:: WORK REQUIRED ::
Write out the entries again exactly as they are given.

:: PROVIDED RECORDS ::
************

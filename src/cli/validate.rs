//! Validation command for project files.

use crate::cli::common::{
    build_compiler, load_config, print_json, read_project, CliError, CliResult,
};
use clap::Args;
use serde::Serialize;
use std::path::PathBuf;

/// Validate a project file for errors and warnings
#[derive(Debug, Clone, Args)]
pub struct ValidateArgs {
    /// Path to the project file
    #[arg(short, long, value_name = "FILE")]
    pub project: PathBuf,

    /// Output results as JSON
    #[arg(long)]
    pub json: bool,

    /// Treat warnings as errors (exit non-zero)
    #[arg(long)]
    pub strict: bool,
}

/// A single validation finding.
#[derive(Debug, Serialize)]
struct ValidationMessage {
    severity: &'static str,
    message: String,
    #[serde(skip_serializing_if = "Option::is_none")]
    page: Option<usize>,
    #[serde(skip_serializing_if = "Option::is_none")]
    widget: Option<String>,
}

/// JSON response of the validate command.
#[derive(Debug, Serialize)]
struct ValidationResponse {
    valid: bool,
    profile: String,
    messages: Vec<ValidationMessage>,
}

impl ValidateArgs {
    /// Execute the validate command
    pub fn execute(&self) -> CliResult<()> {
        let config = load_config();
        let project = read_project(&self.project)?;
        let compiler = build_compiler(&config)?;

        let report = compiler.validate(&project);
        let profile = compiler.resolve_profile(&project).profile.id;

        let mut messages: Vec<ValidationMessage> = report
            .errors
            .iter()
            .map(|e| ValidationMessage {
                severity: "error",
                message: e.message.clone(),
                page: e.page,
                widget: e.widget.clone(),
            })
            .collect();
        messages.extend(report.warnings.iter().map(|w| ValidationMessage {
            severity: "warning",
            message: w.message.clone(),
            page: None,
            widget: None,
        }));

        let valid = report.is_valid() && !(self.strict && !report.warnings.is_empty());
        let response = ValidationResponse {
            valid,
            profile,
            messages,
        };

        if self.json {
            print_json(&response)?;
        } else {
            if response.valid {
                println!("✓ Validation passed ({})", response.profile);
            } else {
                println!("✗ Validation failed ({})", response.profile);
            }
            if !response.messages.is_empty() {
                println!("\nIssues:");
                for msg in &response.messages {
                    let prefix = if msg.severity == "error" { "  ✗" } else { "  ⚠" };
                    match (&msg.widget, msg.page) {
                        (Some(widget), Some(page)) => {
                            println!("{prefix} {} (page {page}, widget {widget})", msg.message);
                        }
                        _ => println!("{prefix} {}", msg.message),
                    }
                }
            }
        }

        if !report.is_valid() {
            return Err(CliError::validation(format!(
                "Validation failed with {} error(s)",
                report.errors.len()
            )));
        }
        if self.strict && !report.warnings.is_empty() {
            return Err(CliError::validation(format!(
                "Validation failed in strict mode with {} warning(s)",
                report.warnings.len()
            )));
        }
        Ok(())
    }
}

************

:: REPLY ::
filename src/cli/validate.rs
//! Validation command for project files.

use crate::cli::common::{
    build_compiler, load_config, print_json, read_project, CliError, CliResult,
};
use clap::Args;
use serde::Serialize;
use std::path::PathBuf;

/// Validate a project file for errors and warnings
#[derive(Debug, Clone, Args)]
pub struct ValidateArgs {
    /// Path to the project file
    #[arg(short, long, value_name = "FILE")]
    pub project: PathBuf,

    /// Output results as JSON
    #[arg(long)]
    pub json: bool,

    /// Treat warnings as errors (exit non-zero)
    #[arg(long)]
    pub strict: bool,
}

/// A single validation finding.
#[derive(Debug, Serialize)]
struct ValidationMessage {
    severity: &'static str,
    message: String,
    #[serde(skip_serializing_if = "Option::is_none")]
    page: Option<usize>,
    #[serde(skip_serializing_if = "Option::is_none")]
    widget: Option<String>,
}

/// JSON response of the validate command.
#[derive(Debug, Serialize)]
struct ValidationResponse {
    valid: bool,
    profile: String,
    messages: Vec<ValidationMessage>,
}

impl ValidateArgs {
    /// Execute the validate command
    pub fn execute(&self) -> CliResult<()> {
        let config = load_config();
        let project = read_project(&self.project)?;
        let compiler = build_compiler(&config)?;

        let report = compiler.validate(&project);
        let profile = compiler.resolve_profile(&project).profile.id;

        let mut messages: Vec<ValidationMessage> = report
            .errors
            .iter()
            .map(|e| ValidationMessage {
                severity: "error",
                message: e.message.clone(),
                page: e.page,
                widget: e.widget.clone(),
            })
            .collect();
        messages.extend(report.warnings.iter().map(|w| ValidationMessage {
            severity: "warning",
            message: w.message.clone(),
            page: None,
            widget: None,
        }));

        let valid = report.is_valid() && !(self.strict && !report.warnings.is_empty());
        let response = ValidationResponse {
            valid,
            profile,
            messages,
        };

        if self.json {
            print_json(&response)?;
        } else {
            if response.valid {
                println!("✓ Validation passed ({})", response.profile);
            } else {
                println!("✗ Validation failed ({})", response.profile);
            }
            if !response.messages.is_empty() {
                println!("\nIssues:");
                for msg in &response.messages {
                    let prefix = if msg.severity == "error" { "  ✗" } else { "  ⚠" };
                    match (&msg.widget, msg.page) {
                        (Some(widget), Some(page)) => {
                            println!("{prefix} {} (page {page}, widget {widget})", msg.message);
                        }
                        _ => println!("{prefix} {}", msg.message),
                    }
                }
            }
        }

        if !report.is_valid() {
            return Err(CliError::validation(format!(
                "Validation failed with {} error(s)",
                report.errors.len()
            )));
        }
        if self.strict && !report.warnings.is_empty() {
            return Err(CliError::validation(format!(
                "Validation failed in strict mode with {} warning(s)",
                report.warnings.len()
            )));
        }
        Ok(())
    }
}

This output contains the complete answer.